*** DATA FOR REVIEW ***

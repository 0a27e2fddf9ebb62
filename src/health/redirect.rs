// src/health/redirect.rs
use async_trait::async_trait;
use hyper::client::HttpConnector;
use hyper::{header, Body, Client, Method, Request, Response};
use std::future::Future;
use std::sync::Arc;
use tracing::{debug, warn};
use url::Url;

use super::error::HealthError;
use super::format::OutputFormat;

/// A service-specific health handler that a check can be forwarded to.
///
/// The forwarded request carries a protobuf encoded `CheckRequest` body and the
/// original URI and headers. Whatever the redirect returns is sent to the caller
/// unchanged.
#[async_trait]
pub trait Redirect: Send + Sync {
    async fn handle(&self, req: Request<Body>) -> Response<Body>;
}

/// Adapter turning an async closure into a [`Redirect`].
pub struct RedirectFn<F>(F);

#[async_trait]
impl<F, Fut> Redirect for RedirectFn<F>
where
    F: Fn(Request<Body>) -> Fut + Send + Sync + 'static,
    Fut: Future<Output = Response<Body>> + Send + 'static,
{
    async fn handle(&self, req: Request<Body>) -> Response<Body> {
        (self.0)(req).await
    }
}

pub fn redirect_fn<F, Fut>(f: F) -> Arc<dyn Redirect>
where
    F: Fn(Request<Body>) -> Fut + Send + Sync + 'static,
    Fut: Future<Output = Response<Body>> + Send + 'static,
{
    Arc::new(RedirectFn(f))
}

/// Forwards checks to a health endpoint of another process over HTTP.
pub struct UpstreamRedirect {
    url: Url,
    client: Client<HttpConnector>,
}

impl UpstreamRedirect {
    pub fn new(url: Url) -> Self {
        Self::with_client(url, Client::new())
    }

    pub fn with_client(url: Url, client: Client<HttpConnector>) -> Self {
        Self { url, client }
    }

    pub fn url(&self) -> &Url {
        &self.url
    }

    async fn forward(&self, req: Request<Body>) -> Result<Response<Body>, HealthError> {
        let mut target = self.url.clone();
        // Keep the caller's `format` so the upstream answers in the negotiated encoding
        if let Some(query) = req.uri().query() {
            let format = url::form_urlencoded::parse(query.as_bytes())
                .find(|(key, _)| key == super::OUTPUT_FORMAT_KEY)
                .map(|(_, value)| value.into_owned());
            if let Some(format) = format {
                target
                    .query_pairs_mut()
                    .append_pair(super::OUTPUT_FORMAT_KEY, &format);
            }
        }

        let body = hyper::body::to_bytes(req.into_body()).await?;
        let outbound = Request::builder()
            .method(Method::POST)
            .uri(target.as_str())
            .header(header::CONTENT_TYPE, OutputFormat::Proto.content_type())
            .body(Body::from(body))?;

        debug!(upstream = %target, "forwarding health check");
        Ok(self.client.request(outbound).await?)
    }
}

#[async_trait]
impl Redirect for UpstreamRedirect {
    async fn handle(&self, req: Request<Body>) -> Response<Body> {
        match self.forward(req).await {
            Ok(response) => response,
            Err(e) => {
                warn!(upstream = %self.url, error = %e, "health check forward failed");
                e.into()
            }
        }
    }
}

***

TRY IT
Copy each line in the data that holds the word "Method".

FINAL ANSWER
use hyper::{header, Body, Client, Method, Request, Response};
            .method(Method::POST)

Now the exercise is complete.